A quarta e última parte do livro enfoca os novos ordenamentos territoriais no Mocambo decorrentes da identificação/reconhecimento quilombola. Valendo-se do conceito de "processo de territorialização", Arruti busca analisar o conjunto de profundas mudanças no funcionamento das instituições e manifestações culturais decorrentes da atribuição de uma base territorial fixa e juridicamente definida. As tramas e os impasses acerca da identificação quilombola são analisados em minúcia pelo autor, atento às sutilezas, especificidades e variabilidades dos distintos posicionamentos dos integrantes do grupo, traduzidas em noções como "estar na luta" e "se assumir", por exemplo. Esses impasses e a gestão dos novos ordenamentos territoriais passaram pela associação de moradores local. O fato de a associação ser uma obrigação legal dos quilombolas e funcionar como "órgão regulador" dos conflitos e da gestão territorial leva Arruti a concluir que a associação "reproduziu os caracteres básicos" do Estado e é o "nascimento de uma minúscula variante do Estado Nacional no Mocambo" (Arruti 2006:322). Essas considerações contrariam, em parte, o preceito teórico arrogado pelo autor, pois evidenciam seu pendor para teorias centradas no papel do Estado nos processos de identificação étnica. Sem dúvida, a etnicidade é situacionalmente definida e o Estado assume aí um papel incontornável, mas corre-se o risco de iniciar e findar a investigação no Estado, perdendo de vista nuanças das percepções dos grupos em busca de reconhecimento.
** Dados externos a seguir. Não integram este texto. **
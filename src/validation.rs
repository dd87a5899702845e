//! Field rules for the registration form.
//!
//! Each rule is a pure function of the field's current value. The failure
//! variant's `Display` text is exactly the message shown under the field.

use std::sync::LazyLock;

use regex::Regex;

use crate::consts::{NAME_MIN_CHARS, PASSWORD_MIN_CHARS};

#[cfg(test)]
#[path = "validation_test.rs"]
mod validation_test;

/// `local@domain.tld` with no whitespace or extra `@` in any part.
static EMAIL_PATTERN: LazyLock<Regex> = LazyLock::new(|| {
    Regex::new(r"^[^\s@]+@[^\s@]+\.[^\s@]+$").expect("email pattern compiles")
});

/// Why a field failed its rule.
#[derive(Debug, Clone, Copy, PartialEq, Eq, thiserror::Error)]
pub enum FieldError {
    #[error("Name must be at least 3 characters.")]
    NameTooShort,
    #[error("Please enter a valid email address.")]
    InvalidEmail,
    #[error("Password must be at least 8 characters.")]
    PasswordTooShort,
    #[error("Password must contain at least one number.")]
    PasswordMissingDigit,
    #[error("You must agree to the terms.")]
    AgreementRequired,
}

/// Length as the browser reports it: UTF-16 code units.
fn ui_len(value: &str) -> usize {
    value.encode_utf16().count()
}

/// Browser-style trim: Unicode whitespace plus the byte-order mark, minus
/// NEL (U+0085), which `String.prototype.trim` keeps.
fn ui_trim(value: &str) -> &str {
    value.trim_matches(|c: char| (c.is_whitespace() && c != '\u{85}') || c == '\u{feff}')
}

/// Name: at least three characters once surrounding whitespace is trimmed.
pub fn check_name(value: &str) -> Result<(), FieldError> {
    if ui_len(ui_trim(value)) < NAME_MIN_CHARS {
        return Err(FieldError::NameTooShort);
    }
    Ok(())
}

/// Email: trimmed value must look like `local@domain.tld`.
pub fn check_email(value: &str) -> Result<(), FieldError> {
    if !EMAIL_PATTERN.is_match(ui_trim(value)) {
        return Err(FieldError::InvalidEmail);
    }
    Ok(())
}

/// Password: length first, then digit. Not trimmed.
pub fn check_password(value: &str) -> Result<(), FieldError> {
    if ui_len(value) < PASSWORD_MIN_CHARS {
        return Err(FieldError::PasswordTooShort);
    }
    if !value.chars().any(|c| c.is_ascii_digit()) {
        return Err(FieldError::PasswordMissingDigit);
    }
    Ok(())
}

/// Agreement: the checkbox must be checked.
pub fn check_agreement(checked: bool) -> Result<(), FieldError> {
    if checked { Ok(()) } else { Err(FieldError::AgreementRequired) }
}
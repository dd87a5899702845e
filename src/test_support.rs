//! In-memory page host and stores shared by unit tests.

use std::collections::HashMap;

use crate::form::{FeedbackMode, Field, FormSurface};
use crate::page::PageHost;
use crate::storage::{KeyValueStore, StorageError};
use crate::theme::Theme;

/// Records everything the page draws.
#[derive(Debug, Default)]
pub struct FakeHost {
    pub values: HashMap<Field, String>,
    pub agreed: bool,
    /// Message per field currently marked invalid.
    pub errors: HashMap<Field, String>,
    pub focused: Vec<Field>,
    pub feedback: Option<(FeedbackMode, String)>,
    pub resets: usize,
    pub theme: Option<Theme>,
    pub counter_display: Option<u32>,
    pub counter_feedback: Option<String>,
    pub faq_open: HashMap<usize, bool>,
    /// Every surface call, in order.
    pub calls: Vec<String>,
}

impl FakeHost {
    pub fn with_form(name: &str, email: &str, password: &str, agreed: bool) -> Self {
        let mut host = Self::default();
        host.values.insert(Field::Name, name.to_owned());
        host.values.insert(Field::Email, email.to_owned());
        host.values.insert(Field::Password, password.to_owned());
        host.agreed = agreed;
        host
    }

    pub fn set_value(&mut self, field: Field, value: &str) {
        self.values.insert(field, value.to_owned());
    }

    pub fn error(&self, field: Field) -> Option<&str> {
        self.errors.get(&field).map(String::as_str)
    }
}

impl FormSurface for FakeHost {
    fn text(&self, field: Field) -> String {
        self.values.get(&field).cloned().unwrap_or_default()
    }

    fn checked(&self, _field: Field) -> bool {
        self.agreed
    }

    fn set_error(&mut self, field: Field, message: &str) {
        self.calls.push(format!("set_error {field:?}"));
        self.errors.insert(field, message.to_owned());
    }

    fn clear_error(&mut self, field: Field) {
        self.calls.push(format!("clear_error {field:?}"));
        self.errors.remove(&field);
    }

    fn focus(&mut self, field: Field) {
        self.calls.push(format!("focus {field:?}"));
        self.focused.push(field);
    }

    fn set_feedback(&mut self, mode: FeedbackMode, message: &str) {
        self.calls.push(format!("set_feedback {mode:?}"));
        self.feedback = Some((mode, message.to_owned()));
    }

    fn reset(&mut self) {
        self.calls.push("reset".to_owned());
        self.values.clear();
        self.agreed = false;
        self.resets += 1;
    }
}

impl PageHost for FakeHost {
    fn apply_theme(&mut self, theme: Theme) {
        self.theme = Some(theme);
    }

    fn set_counter_display(&mut self, value: u32) {
        self.counter_display = Some(value);
    }

    fn set_counter_feedback(&mut self, message: &str) {
        self.counter_feedback = Some(message.to_owned());
    }

    fn set_faq_open(&mut self, index: usize, open: bool) {
        self.faq_open.insert(index, open);
    }
}

/// Store whose every access fails.
#[derive(Debug, Default)]
pub struct FailingStore;

impl KeyValueStore for FailingStore {
    fn get(&self, _key: &str) -> Result<Option<String>, StorageError> {
        Err(StorageError::Unavailable)
    }

    fn set(&mut self, key: &str, _value: &str) -> Result<(), StorageError> {
        Err(StorageError::Rejected {
            op: "set",
            key: key.to_owned(),
            reason: "quota exceeded".to_owned(),
        })
    }
}
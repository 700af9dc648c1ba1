//! Startup configuration.
//!
//! Values come from the process environment, optionally seeded from a `.env`
//! file. Every key has a default, so an empty environment yields a devnet
//! setup with the stock retry policy.

use std::time::Duration;

use serde::{Deserialize, Serialize};

use crate::error::ConfigError;
use crate::network::Network;
use crate::retry::{RetryPolicy, DEFAULT_BASE_DELAY, DEFAULT_MAX_RETRIES};

pub const NETWORK_ID_KEY: &str = "ACTIONS_NETWORK_ID";
pub const MAX_RETRIES_KEY: &str = "ACTIONS_MAX_RETRIES";
pub const RETRY_BASE_DELAY_KEY: &str = "ACTIONS_RETRY_BASE_DELAY_MS";
pub const LOG_KEY: &str = "ACTIONS_LOG";

const DEFAULT_NETWORK_ID: &str = "solana-devnet";
const DEFAULT_LOG_FILTER: &str = "info";

#[derive(Debug, Clone, PartialEq, Eq, Serialize, Deserialize)]
pub struct ActionsConfig {
    pub network: Network,
    pub retry: RetryPolicy,
    /// `tracing_subscriber::EnvFilter` directive used when `RUST_LOG` is unset.
    pub log_filter: String,
}

impl ActionsConfig {
    /// Load from the environment, reading `.env` first if one exists.
    pub fn from_env() -> Result<Self, ConfigError> {
        // a missing .env file is normal
        dotenv::dotenv().ok();
        Self::from_lookup(|key| std::env::var(key).ok())
    }

    /// Load from an arbitrary key lookup.
    pub fn from_lookup<F>(lookup: F) -> Result<Self, ConfigError>
    where
        F: Fn(&str) -> Option<String>,
    {
        let network: Network = lookup(NETWORK_ID_KEY)
            .as_deref()
            .unwrap_or(DEFAULT_NETWORK_ID)
            .parse()?;

        let max_retries = match lookup(MAX_RETRIES_KEY) {
            Some(raw) => parse_number::<u32>(MAX_RETRIES_KEY, &raw)?,
            None => DEFAULT_MAX_RETRIES,
        };

        let base_delay = match lookup(RETRY_BASE_DELAY_KEY) {
            Some(raw) => {
                let millis = parse_number::<u64>(RETRY_BASE_DELAY_KEY, &raw)?;
                if millis == 0 {
                    return Err(invalid(RETRY_BASE_DELAY_KEY, &raw, "must be positive"));
                }
                Duration::from_millis(millis)
            }
            None => DEFAULT_BASE_DELAY,
        };

        Ok(Self {
            network,
            retry: RetryPolicy::new(max_retries, base_delay),
            log_filter: lookup(LOG_KEY).unwrap_or_else(|| DEFAULT_LOG_FILTER.to_string()),
        })
    }
}

fn parse_number<T: std::str::FromStr>(key: &str, raw: &str) -> Result<T, ConfigError>
where
    T::Err: std::fmt::Display,
{
    raw.trim()
        .parse()
        .map_err(|e: T::Err| invalid(key, raw, &e.to_string()))
}

fn invalid(key: &str, value: &str, reason: &str) -> ConfigError {
    ConfigError::InvalidValue {
        key: key.to_string(),
        value: value.to_string(),
        reason: reason.to_string(),
    }
}
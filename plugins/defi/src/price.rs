use std::sync::Arc;

use agent_actions_core::{
    Action, ActionExample, ActionMetadata, Agent, Constraint, FieldContract, FieldKind,
    FieldSpec, ParsedArgs, RetryPolicy,
};
use anyhow::Result;
use async_trait::async_trait;
use serde::Deserialize;
use serde_json::json;

use crate::feed::PriceFeed;

// =============================================================================
// get_token_price - Quote a token against another
// =============================================================================

pub struct GetTokenPriceAction {
    meta: ActionMetadata,
    feed: Arc<dyn PriceFeed>,
    retry: RetryPolicy,
}

impl GetTokenPriceAction {
    pub fn new(feed: Arc<dyn PriceFeed>, retry: RetryPolicy) -> Self {
        let contract = FieldContract::strip()
            .field(
                FieldSpec::required("tokenId", FieldKind::String)
                    .with_description("Mint address or symbol of the token to price")
                    .with_constraint(Constraint::MinLength(1)),
            )
            .field(
                FieldSpec::optional("vsToken", FieldKind::String)
                    .with_description("Token to quote against")
                    .with_default(json!("USDC")),
            );

        let meta = ActionMetadata::new(
            "get_token_price",
            "Fetch the current price of a token, quoted in USDC unless another token is given",
            contract,
        )
        .with_similes(&["token price", "price check", "how much is"])
        .with_example(ActionExample {
            input: json!({"tokenId": "So11111111111111111111111111111111111111112"}),
            output: json!({
                "status": "success",
                "tokenId": "So11111111111111111111111111111111111111112",
                "vsToken": "USDC",
                "price": "142.37",
            })
            .to_string(),
            explanation: "Fetch the USDC price of SOL".to_string(),
        });

        Self { meta, feed, retry }
    }
}

#[async_trait]
impl Action for GetTokenPriceAction {
    fn metadata(&self) -> &ActionMetadata {
        &self.meta
    }

    async fn call(&self, agent: &Agent, args: ParsedArgs) -> Result<String> {
        #[derive(Deserialize)]
        #[serde(rename_all = "camelCase")]
        struct Input {
            token_id: String,
            vs_token: String,
        }

        let parsed: Input = args.parse()?;

        let quote = self
            .retry
            .run(|| self.feed.quote(agent, &parsed.token_id, &parsed.vs_token))
            .await
            .map_err(|e| e.into_anyhow())?;

        Ok(json!({
            "status": "success",
            "tokenId": quote.token_id,
            "vsToken": quote.vs_token,
            "price": quote.price.to_string(),
        })
        .to_string())
    }
}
Apesar de as questões a respeito das comunidades remanescentes de quilombos serem relativamente recentes e sinuosas – algo, aliás, demonstrado com muita propriedade pelo autor – Mocambo pode ser considerado um livro-síntese, pois enfrenta vários dos problemas em pauta sobre o tema e procede a um balanço crítico do que foi produzido até o momento. Arruti fornece interpretações originais para problemas permeados por ambivalências e contradições, redimensionando – e até mesmo inaugurando – uma série de questões, como a descrição das relações entre indígenas e quilombolas. Trata-se de uma obra que transita entre fronteiras e vai além delas, adentrando terrenos pantanosos repletos de questões controversas frequentemente dimensionadas com base em lugares-comuns e/ou definições operacionais.